(Stored items)
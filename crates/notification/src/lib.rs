mod mailer;
mod resend;
mod smtp;

pub use mailer::*;
pub use resend::*;
pub use smtp::*;
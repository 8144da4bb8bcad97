//! Transport-agnostic email sending

use async_trait::async_trait;
use thiserror::Error;

/// A fully rendered message ready to hand to a provider
#[derive(Debug, Clone, PartialEq)]
pub struct OutboundEmail {
    pub from: String,
    pub to: Vec<String>,
    pub subject: String,
    pub html: String,
    pub text: String,
}

/// Provider acknowledgment for an accepted message
#[derive(Debug, Clone, Default, PartialEq)]
pub struct Delivery {
    /// Opaque message identifier, passed through as returned
    pub id: Option<String>,
}

#[derive(Error, Debug)]
pub enum SendError {
    #[error("Provider rejected message ({status}): {name}: {message}")]
    Provider {
        status: u16,
        name: String,
        message: String,
    },

    #[error("Transport error: {0}")]
    Transport(String),

    #[error("Invalid address {address}: {reason}")]
    Address { address: String, reason: String },

    #[error("Failed to build message: {0}")]
    Build(String),
}

/// Sends a single message through a transactional email provider
///
/// Implementations perform exactly one send attempt per call and never retry.
#[async_trait]
pub trait Mailer: Send + Sync {
    async fn send(&self, email: OutboundEmail) -> Result<Delivery, SendError>;
}
use std::sync::Arc;

use axum::{
    Router,
    routing::{get, post},
};
use hickup_notification::Mailer;

mod contact;
mod health;

pub use contact::{SubmitResponse, options, submit};
pub use health::health;

#[derive(Clone)]
pub struct AppState {
    pub mailer: Arc<dyn Mailer>,
    /// Sender mailbox, e.g. `Hickup Intake <onboarding@resend.dev>`
    pub from: String,
    /// Operator inbox
    pub to: String,
}

pub fn router(app_state: AppState) -> Router {
    Router::new()
        .route("/health", get(health))
        .route("/api/contact", post(submit))
        .route("/api/contact/options", get(options))
        .with_state(app_state)
}
pub mod config;
pub mod error;
pub mod observability;
pub mod routes;

pub use config::Config;
pub use routes::{AppState, router};
//! SMTP transport using lettre

use async_trait::async_trait;
use lettre::{
    Message, SmtpTransport, Transport,
    message::{Mailbox, MultiPart},
    transport::smtp::authentication::Credentials,
};
use serde::Deserialize;
use ulid::Ulid;

use crate::{Delivery, Mailer, OutboundEmail, SendError};

#[derive(Debug, Deserialize, Clone)]
pub struct SmtpConfig {
    #[serde(default = "default_smtp_host")]
    pub host: String,
    #[serde(default = "default_smtp_port")]
    pub port: u16,
    #[serde(default)]
    pub username: String,
    #[serde(default)]
    pub password: String,
}

impl Default for SmtpConfig {
    fn default() -> Self {
        Self {
            host: default_smtp_host(),
            port: default_smtp_port(),
            username: String::new(),
            password: String::new(),
        }
    }
}

fn default_smtp_host() -> String {
    "localhost".to_string()
}

fn default_smtp_port() -> u16 {
    587
}

#[derive(Clone)]
pub struct SmtpMailer {
    mailer: SmtpTransport,
}

impl SmtpMailer {
    pub fn new(config: &SmtpConfig) -> Result<Self, SendError> {
        let mailer = if config.username.is_empty() || config.password.is_empty() {
            tracing::info!(
                smtp_host = %config.host,
                smtp_port = config.port,
                "SMTP credentials not configured, using unauthenticated connection (e.g., MailDev)"
            );
            SmtpTransport::builder_dangerous(&config.host)
                .port(config.port)
                .build()
        } else {
            tracing::info!(
                smtp_host = %config.host,
                smtp_port = config.port,
                "SMTP mailer initialized with authentication and TLS"
            );

            let creds = Credentials::new(config.username.clone(), config.password.clone());

            SmtpTransport::relay(&config.host)
                .map_err(|e| SendError::Transport(e.to_string()))?
                .port(config.port)
                .credentials(creds)
                .build()
        };

        Ok(Self { mailer })
    }
}

fn parse_mailbox(address: &str) -> Result<Mailbox, SendError> {
    address.parse().map_err(|e: lettre::address::AddressError| {
        SendError::Address {
            address: address.to_string(),
            reason: e.to_string(),
        }
    })
}

/// Builds the MIME message and the `Message-ID` reported back as the delivery id
pub(crate) fn build_message(email: &OutboundEmail) -> Result<(Message, String), SendError> {
    let from = parse_mailbox(&email.from)?;
    let message_id = format!("<{}@{}>", Ulid::new(), from.email.domain());

    let mut builder = Message::builder()
        .from(from)
        .subject(email.subject.as_str())
        .message_id(Some(message_id.clone()));

    for to in &email.to {
        builder = builder.to(parse_mailbox(to)?);
    }

    let message = builder
        .multipart(MultiPart::alternative_plain_html(
            email.text.clone(),
            email.html.clone(),
        ))
        .map_err(|e| SendError::Build(e.to_string()))?;

    Ok((message, message_id))
}

#[async_trait]
impl Mailer for SmtpMailer {
    #[tracing::instrument(skip_all, fields(subject = %email.subject))]
    async fn send(&self, email: OutboundEmail) -> Result<Delivery, SendError> {
        let (message, message_id) = build_message(&email)?;

        tracing::info!("Sending email");

        // SmtpTransport is blocking
        let mailer = self.mailer.clone();
        tokio::task::spawn_blocking(move || mailer.send(&message))
            .await
            .map_err(|e| SendError::Transport(e.to_string()))?
            .map_err(|e| SendError::Transport(e.to_string()))?;

        Ok(Delivery {
            id: Some(message_id),
        })
    }
}

#[cfg(test)]
mod tests {
    use super::*;

    fn email(from: &str, to: &str) -> OutboundEmail {
        OutboundEmail {
            from: from.to_string(),
            to: vec![to.to_string()],
            subject: "New Agent Infrastructure Inquiry from Ada".to_string(),
            html: "<p>Hello</p>".to_string(),
            text: "Hello".to_string(),
        }
    }

    #[test]
    fn test_build_message_generates_id_on_sender_domain() {
        let (message, id) = build_message(&email(
            "Hickup Intake <onboarding@resend.dev>",
            "ops@example.com",
        ))
        .unwrap();

        assert!(id.starts_with('<'));
        assert!(id.ends_with("@resend.dev>"));

        let raw = String::from_utf8(message.formatted()).unwrap();
        assert!(raw.contains(&id));
        assert!(raw.contains("ops@example.com"));
    }

    #[test]
    fn test_build_message_rejects_invalid_recipient() {
        let result = build_message(&email("onboarding@resend.dev", "not an address"));

        assert!(matches!(
            result,
            Err(SendError::Address { address, .. }) if address == "not an address"
        ));
    }

    #[test]
    fn test_new_without_credentials_is_unauthenticated() {
        let mailer = SmtpMailer::new(&SmtpConfig::default());

        assert!(mailer.is_ok());
    }
}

| Task requirements |
Once you have read the records above, please copy them out exactly.

| Answer |
filename crates/notification/src/lib.rs
mod mailer;
mod resend;
mod smtp;

pub use mailer::*;
pub use resend::*;
pub use smtp::*;
repository 8144da4bb8bcad97
//! Transport-agnostic email sending

use async_trait::async_trait;
use thiserror::Error;

/// A fully rendered message ready to hand to a provider
#[derive(Debug, Clone, PartialEq)]
pub struct OutboundEmail {
    pub from: String,
    pub to: Vec<String>,
    pub subject: String,
    pub html: String,
    pub text: String,
}

/// Provider acknowledgment for an accepted message
#[derive(Debug, Clone, Default, PartialEq)]
pub struct Delivery {
    /// Opaque message identifier, passed through as returned
    pub id: Option<String>,
}

#[derive(Error, Debug)]
pub enum SendError {
    #[error("Provider rejected message ({status}): {name}: {message}")]
    Provider {
        status: u16,
        name: String,
        message: String,
    },

    #[error("Transport error: {0}")]
    Transport(String),

    #[error("Invalid address {address}: {reason}")]
    Address { address: String, reason: String },

    #[error("Failed to build message: {0}")]
    Build(String),
}

/// Sends a single message through a transactional email provider
///
/// Implementations perform exactly one send attempt per call and never retry.
#[async_trait]
pub trait Mailer: Send + Sync {
    async fn send(&self, email: OutboundEmail) -> Result<Delivery, SendError>;
}
use std::sync::Arc;

use axum::{
    Router,
    routing::{get, post},
};
use hickup_notification::Mailer;

mod contact;
mod health;

pub use contact::{SubmitResponse, options, submit};
pub use health::health;

#[derive(Clone)]
pub struct AppState {
    pub mailer: Arc<dyn Mailer>,
    /// Sender mailbox, e.g. `Hickup Intake <onboarding@resend.dev>`
    pub from: String,
    /// Operator inbox
    pub to: String,
}

pub fn router(app_state: AppState) -> Router {
    Router::new()
        .route("/health", get(health))
        .route("/api/contact", post(submit))
        .route("/api/contact/options", get(options))
        .with_state(app_state)
}
pub mod config;
pub mod error;
pub mod observability;
pub mod routes;

pub use config::Config;
pub use routes::{AppState, router};
//! SMTP transport using lettre

use async_trait::async_trait;
use lettre::{
    Message, SmtpTransport, Transport,
    message::{Mailbox, MultiPart},
    transport::smtp::authentication::Credentials,
};
use serde::Deserialize;
use ulid::Ulid;

use crate::{Delivery, Mailer, OutboundEmail, SendError};

#[derive(Debug, Deserialize, Clone)]
pub struct SmtpConfig {
    #[serde(default = "default_smtp_host")]
    pub host: String,
    #[serde(default = "default_smtp_port")]
    pub port: u16,
    #[serde(default)]
    pub username: String,
    #[serde(default)]
    pub password: String,
}

impl Default for SmtpConfig {
    fn default() -> Self {
        Self {
            host: default_smtp_host(),
            port: default_smtp_port(),
            username: String::new(),
            password: String::new(),
        }
    }
}

fn default_smtp_host() -> String {
    "localhost".to_string()
}

fn default_smtp_port() -> u16 {
    587
}

#[derive(Clone)]
pub struct SmtpMailer {
    mailer: SmtpTransport,
}

impl SmtpMailer {
    pub fn new(config: &SmtpConfig) -> Result<Self, SendError> {
        let mailer = if config.username.is_empty() || config.password.is_empty() {
            tracing::info!(
                smtp_host = %config.host,
                smtp_port = config.port,
                "SMTP credentials not configured, using unauthenticated connection (e.g., MailDev)"
            );
            SmtpTransport::builder_dangerous(&config.host)
                .port(config.port)
                .build()
        } else {
            tracing::info!(
                smtp_host = %config.host,
                smtp_port = config.port,
                "SMTP mailer initialized with authentication and TLS"
            );

            let creds = Credentials::new(config.username.clone(), config.password.clone());

            SmtpTransport::relay(&config.host)
                .map_err(|e| SendError::Transport(e.to_string()))?
                .port(config.port)
                .credentials(creds)
                .build()
        };

        Ok(Self { mailer })
    }
}

fn parse_mailbox(address: &str) -> Result<Mailbox, SendError> {
    address.parse().map_err(|e: lettre::address::AddressError| {
        SendError::Address {
            address: address.to_string(),
            reason: e.to_string(),
        }
    })
}

/// Builds the MIME message and the `Message-ID` reported back as the delivery id
pub(crate) fn build_message(email: &OutboundEmail) -> Result<(Message, String), SendError> {
    let from = parse_mailbox(&email.from)?;
    let message_id = format!("<{}@{}>", Ulid::new(), from.email.domain());

    let mut builder = Message::builder()
        .from(from)
        .subject(email.subject.as_str())
        .message_id(Some(message_id.clone()));

    for to in &email.to {
        builder = builder.to(parse_mailbox(to)?);
    }

    let message = builder
        .multipart(MultiPart::alternative_plain_html(
            email.text.clone(),
            email.html.clone(),
        ))
        .map_err(|e| SendError::Build(e.to_string()))?;

    Ok((message, message_id))
}

#[async_trait]
impl Mailer for SmtpMailer {
    #[tracing::instrument(skip_all, fields(subject = %email.subject))]
    async fn send(&self, email: OutboundEmail) -> Result<Delivery, SendError> {
        let (message, message_id) = build_message(&email)?;

        tracing::info!("Sending email");

        // SmtpTransport is blocking
        let mailer = self.mailer.clone();
        tokio::task::spawn_blocking(move || mailer.send(&message))
            .await
            .map_err(|e| SendError::Transport(e.to_string()))?
            .map_err(|e| SendError::Transport(e.to_string()))?;

        Ok(Delivery {
            id: Some(message_id),
        })
    }
}

#[cfg(test)]
mod tests {
    use super::*;

    fn email(from: &str, to: &str) -> OutboundEmail {
        OutboundEmail {
            from: from.to_string(),
            to: vec![to.to_string()],
            subject: "New Agent Infrastructure Inquiry from Ada".to_string(),
            html: "<p>Hello</p>".to_string(),
            text: "Hello".to_string(),
        }
    }

    #[test]
    fn test_build_message_generates_id_on_sender_domain() {
        let (message, id) = build_message(&email(
            "Hickup Intake <onboarding@resend.dev>",
            "ops@example.com",
        ))
        .unwrap();

        assert!(id.starts_with('<'));
        assert!(id.ends_with("@resend.dev>"));

        let raw = String::from_utf8(message.formatted()).unwrap();
        assert!(raw.contains(&id));
        assert!(raw.contains("ops@example.com"));
    }

    #[test]
    fn test_build_message_rejects_invalid_recipient() {
        let result = build_message(&email("onboarding@resend.dev", "not an address"));

        assert!(matches!(
            result,
            Err(SendError::Address { address, .. }) if address == "not an address"
        ));
    }

    #[test]
    fn test_new_without_credentials_is_unauthenticated() {
        let mailer = SmtpMailer::new(&SmtpConfig::default());

        assert!(mailer.is_ok());
    }
}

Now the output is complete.